Farrell is looking at things “from a local level, a regional level and a global level,” he says. About 60 percent of those taps will be dedicated to good-any-time-of-year craft beers — Dogfish 60-Minute IPA is one time-tested example Farrell gives, but also expect American craft and Belgian-and-otherwise standbys — while the remaining 40 percent be used to pour one-off specialty beers, harder-to-find regional selections, offerings from new breweries and so forth. They’ll definitely look local first, though, with attention paid to seasonality. “With the amount of great crafts we have locally, there’s plenty of room for representation for that,” says Farrell. “From both the beverage and kitchen perspective, [we are mindful of] the ‘buy fresh, buy local’ movement.”And if "standybs" isn't damning with faint praise, I don't know what is. Still...copious beer lists, careful beer care, and private taps in a private dining room all sounds good, and it's great to see more good beer in University City (almost as good as seeing more good beer in the Northeast: thanks for buying the Blue Ox, Scoats!). The food sounds awesome, too. The space looks gorgeous.
Waiting for the "but"? Here it is: but there are little alarm bells going off in my head. I've seen too many overly-tapped places fail in Philly. There is a tradition in this town of keeping the taps in a lower range; possibly related to our one happy liquor-law-legacy, the requirement that taps be cleaned once a week, and that cleaning be logged. Cleaning taps is costly, in labor and in lost beer, and the more taps you have, the more it costs.
Or maybe it's care for freshness. The long-decamped-but-never-forgotten Jim Anderson used a memorable term for the balance between less selection and more freshness: "Small and firm" vs. "big and floppy." I've been in places where there were lots of taps, and they kept them all flowing fast enough to keep them reasonably fresh: Portland, Maine's Great Lost Bear comes to mind, or Max's on Broadway (recently mentioned below) in Baltimore. You have to be scrupulous about cleanliness, you have to cultivate the right crowd, and you have to move the beer when it's been on too long.
Start right up with 60 taps, smack-dab in the middle of a ton of college students? Maybe. Local 44's doing well, though they have fewer taps (and a lot fewer bottles) and they aimed right at the non-student population from the get-go.

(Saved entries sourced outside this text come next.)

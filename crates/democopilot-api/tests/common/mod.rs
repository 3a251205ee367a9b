//! Shared test helpers for API integration tests.
#![allow(dead_code)]

use std::path::PathBuf;
use std::sync::Arc;
use std::time::Duration;

use axum::Router;
use axum::body::Body;
use axum::http::{Request, StatusCode};
use democopilot_core::browser::BrowserAutomation;
use democopilot_core::language_model::LanguageModel;
use democopilot_orchestration::config::EngineConfig;
use democopilot_test_support::{
    RecordingBrowser, ScriptedLanguageModel, ScriptedSpeech, StaticProvider, TokioClock,
};
use http_body_util::BodyExt;
use tower::ServiceExt;

use democopilot_api::state::AppState;

/// Two short steps. Narration takes one second per step.
pub const TWO_STEP_SCRIPT: &str = r##"
name: Short tour
steps:
  - name: intro
    narration: Welcome to the tour.
    actions:
      - kind: click
        selector: "#start"
  - name: pricing
    narration: Here is how pricing works.
    actions:
      - kind: click
        selector: "#pricing"
"##;

/// Directory holding the sample scripts shipped with the repository.
pub fn script_dir() -> PathBuf {
    PathBuf::from(env!("CARGO_MANIFEST_DIR")).join("../../scripts")
}

/// Build the full app router over test collaborators. Uses the same route
/// structure as `main.rs`.
pub fn build_test_app() -> (Router, AppState) {
    build_test_app_with(
        Arc::new(RecordingBrowser::new()),
        Arc::new(ScriptedLanguageModel::answering("Pricing is per seat.")),
    )
}

/// Build the app with a specific browser and language model.
pub fn build_test_app_with(
    browser: Arc<dyn BrowserAutomation>,
    model: Arc<dyn LanguageModel>,
) -> (Router, AppState) {
    let provider = StaticProvider {
        browser,
        speech: Arc::new(ScriptedSpeech::fixed(Duration::from_secs(1))),
        model,
    };
    let state = AppState::with_provider(
        Arc::new(provider),
        Arc::new(TokioClock::new()),
        EngineConfig::default(),
        script_dir(),
    );
    (democopilot_api::app(state.clone()), state)
}

/// Send a request with an optional JSON body and return the response.
pub async fn send(
    app: Router,
    method: &str,
    uri: &str,
    body: Option<&serde_json::Value>,
) -> (StatusCode, serde_json::Value) {
    let builder = Request::builder().method(method).uri(uri);
    let request = match body {
        Some(body) => builder
            .header("content-type", "application/json")
            .body(Body::from(serde_json::to_vec(body).unwrap()))
            .unwrap(),
        None => builder.body(Body::empty()).unwrap(),
    };

    let response = app.oneshot(request).await.unwrap();
    let status = response.status();
    let body_bytes = response.into_body().collect().await.unwrap().to_bytes();
    // Extractor rejections come back as plain text.
    let json: serde_json::Value = serde_json::from_slice(&body_bytes).unwrap_or_else(|_| {
        serde_json::Value::String(String::from_utf8_lossy(&body_bytes).into_owned())
    });

    (status, json)
}

/// Send a POST request with a JSON body and return the response.
pub async fn post_json(
    app: Router,
    uri: &str,
    body: &serde_json::Value,
) -> (StatusCode, serde_json::Value) {
    send(app, "POST", uri, Some(body)).await
}

/// Send a GET request and return the response.
pub async fn get_json(app: Router, uri: &str) -> (StatusCode, serde_json::Value) {
    send(app, "GET", uri, None).await
}

/// Send a DELETE request and return the response.
pub async fn delete_json(app: Router, uri: &str) -> (StatusCode, serde_json::Value) {
    send(app, "DELETE", uri, None).await
}

/// Create a session from `script` and return its id.
pub async fn create_session(app: &Router, script: &str) -> String {
    let (status, json) = post_json(
        app.clone(),
        "/api/v1/demos",
        &serde_json::json!({ "script": script, "customer_name": "Grace" }),
    )
    .await;
    assert_eq!(status, StatusCode::CREATED);
    json["session_id"].as_str().unwrap().to_string()
}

Look, I hope this works. Really, I'd be fascinated to see what's going to happen when a multi-multi-tap place succeeds in Philly, because it may boost this already draft-mad city to a whole new level. But Mad Mex already has a ton of taps in U-City, and they're not setting the city's beer scene on fire.
Can you set a high-end beer bar down in the middle of college bar central and make it work without making it sloppy? Maybe, and clearly the Radian is working at keeping the bar high (so to speak). Iron Hill Lancaster is kicking ass right across the street from my dear old alma mammy. It looks like the folks behind City Tap House have the money to stay the course long enough to give it a fair chance. Best of luck; hope to stop in soon (and at Kraftwork and Munk & Nunn and Bruce Nichols' new Headhouse (not quite open yet)...so many bars! What a wonderful pain, to feel the longing to visit them all.)
One somewhat-related sad note: Tara Nurin notes the closing of Ortlieb's Jazzhaus...and now I'll never get to go. So many missed opportunities in this life; must stop going to the same places all the time.